── INPUT DATA ──

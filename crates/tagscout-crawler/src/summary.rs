//! Per-stage accounting and the end-of-run summary.

use std::fmt;
use std::sync::atomic::{AtomicU64, Ordering};

use chrono::{DateTime, Utc};
use serde::Serialize;

use crate::stages::Stage;

/// Live counters shared by a stage's workers.
#[derive(Debug, Default)]
pub struct StageCounters {
    collected: AtomicU64,
    skipped_permanent: AtomicU64,
    rejected_validation: AtomicU64,
    retried_recovered: AtomicU64,
    retried_exhausted: AtomicU64,
    scrolls_abandoned: AtomicU64,
}

impl StageCounters {
    pub fn collected(&self) {
        self.collected.fetch_add(1, Ordering::Relaxed);
    }

    pub fn collected_many(&self, n: usize) {
        self.collected
            .fetch_add(u64::try_from(n).unwrap_or(u64::MAX), Ordering::Relaxed);
    }

    pub fn skipped(&self) {
        self.skipped_permanent.fetch_add(1, Ordering::Relaxed);
    }

    pub fn rejected(&self) {
        self.rejected_validation.fetch_add(1, Ordering::Relaxed);
    }

    pub fn recovered(&self) {
        self.retried_recovered.fetch_add(1, Ordering::Relaxed);
    }

    pub fn exhausted(&self) {
        self.retried_exhausted.fetch_add(1, Ordering::Relaxed);
    }

    pub fn scroll_abandoned(&self) {
        self.scrolls_abandoned.fetch_add(1, Ordering::Relaxed);
    }

    #[must_use]
    pub fn snapshot(&self, paused: u32) -> StageSummary {
        StageSummary {
            collected: self.collected.load(Ordering::Relaxed),
            skipped_permanent: self.skipped_permanent.load(Ordering::Relaxed),
            rejected_validation: self.rejected_validation.load(Ordering::Relaxed),
            retried_recovered: self.retried_recovered.load(Ordering::Relaxed),
            retried_exhausted: self.retried_exhausted.load(Ordering::Relaxed),
            scrolls_abandoned: self.scrolls_abandoned.load(Ordering::Relaxed),
            paused,
        }
    }
}

#[derive(Debug, Clone, Default, PartialEq, Eq, Serialize)]
pub struct StageSummary {
    /// Records this stage accepted and passed on.
    pub collected: u64,
    /// Items dropped on a non-retryable failure.
    pub skipped_permanent: u64,
    /// Records cleaning refused, duplicates included.
    pub rejected_validation: u64,
    /// Actions that failed at least once and then succeeded.
    pub retried_recovered: u64,
    /// Item-level actions that failed on every allowed attempt. Follow-up
    /// scrolls are not included; see `scrolls_abandoned`.
    pub retried_exhausted: u64,
    /// Follow-up scrolls that failed and ended an item's pagination early.
    /// The item keeps what earlier pages gathered. These failures still
    /// count toward the stage's circuit breaker.
    pub scrolls_abandoned: u64,
    /// Times the stage's circuit breaker opened.
    pub paused: u32,
}

#[derive(Debug, Clone, PartialEq, Eq, Serialize)]
pub struct RunSummary {
    pub started_at: DateTime<Utc>,
    pub finished_at: DateTime<Utc>,
    pub discovery: StageSummary,
    pub profile_collection: StageSummary,
    pub content_collection: StageSummary,
    pub comment_collection: StageSummary,
    /// Why the run ended early, if it did.
    pub aborted: Option<String>,
}

impl RunSummary {
    #[must_use]
    pub fn stage(&self, stage: Stage) -> &StageSummary {
        match stage {
            Stage::Discovery => &self.discovery,
            Stage::ProfileCollection => &self.profile_collection,
            Stage::ContentCollection => &self.content_collection,
            Stage::CommentCollection => &self.comment_collection,
        }
    }

    #[must_use]
    pub fn is_complete(&self) -> bool {
        self.aborted.is_none()
    }
}

impl fmt::Display for RunSummary {
    fn fmt(&self, f: &mut fmt::Formatter<'_>) -> fmt::Result {
        writeln!(
            f,
            "{:<20} {:>9} {:>9} {:>9} {:>9} {:>9} {:>9} {:>7}",
            "stage", "collected", "skipped", "rejected", "recovered", "exhausted", "cut short", "paused"
        )?;
        for stage in Stage::ALL {
            let s = self.stage(stage);
            writeln!(
                f,
                "{:<20} {:>9} {:>9} {:>9} {:>9} {:>9} {:>9} {:>7}",
                stage.to_string(),
                s.collected,
                s.skipped_permanent,
                s.rejected_validation,
                s.retried_recovered,
                s.retried_exhausted,
                s.scrolls_abandoned,
                s.paused
            )?;
        }
        let elapsed = (self.finished_at - self.started_at).num_seconds();
        match &self.aborted {
            Some(reason) => write!(f, "run aborted after {elapsed}s: {reason}"),
            None => write!(f, "run completed in {elapsed}s"),
        }
    }
}

#[cfg(test)]
mod tests {
    use super::*;

    #[test]
    fn snapshot_reads_counters() {
        let counters = StageCounters::default();
        counters.collected();
        counters.collected();
        counters.skipped();
        counters.recovered();
        counters.scroll_abandoned();
        let summary = counters.snapshot(1);
        assert_eq!(
            summary,
            StageSummary {
                collected: 2,
                skipped_permanent: 1,
                rejected_validation: 0,
                retried_recovered: 1,
                retried_exhausted: 0,
                scrolls_abandoned: 1,
                paused: 1,
            }
        );
    }

    #[test]
    fn display_lists_every_stage_and_abort_reason() {
        let now = Utc::now();
        let summary = RunSummary {
            started_at: now,
            finished_at: now,
            discovery: StageSummary::default(),
            profile_collection: StageSummary {
                collected: 1,
                skipped_permanent: 1,
                ..StageSummary::default()
            },
            content_collection: StageSummary::default(),
            comment_collection: StageSummary::default(),
            aborted: Some("cancelled by operator".to_string()),
        };
        let rendered = summary.to_string();
        for name in [
            "discovery",
            "profile_collection",
            "content_collection",
            "comment_collection",
        ] {
            assert!(rendered.contains(name), "missing {name} in:\n{rendered}");
        }
        assert!(rendered.ends_with("cancelled by operator"));
        assert!(!summary.is_complete());
    }
}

───

--- THE TASK ---
Look through the records above for the string "PartialEq", then copy every line that has it.

--- SOLUTION TO THIS TASK ---
#[derive(Debug, Clone, Default, PartialEq, Eq, Serialize)]
#[derive(Debug, Clone, PartialEq, Eq, Serialize)]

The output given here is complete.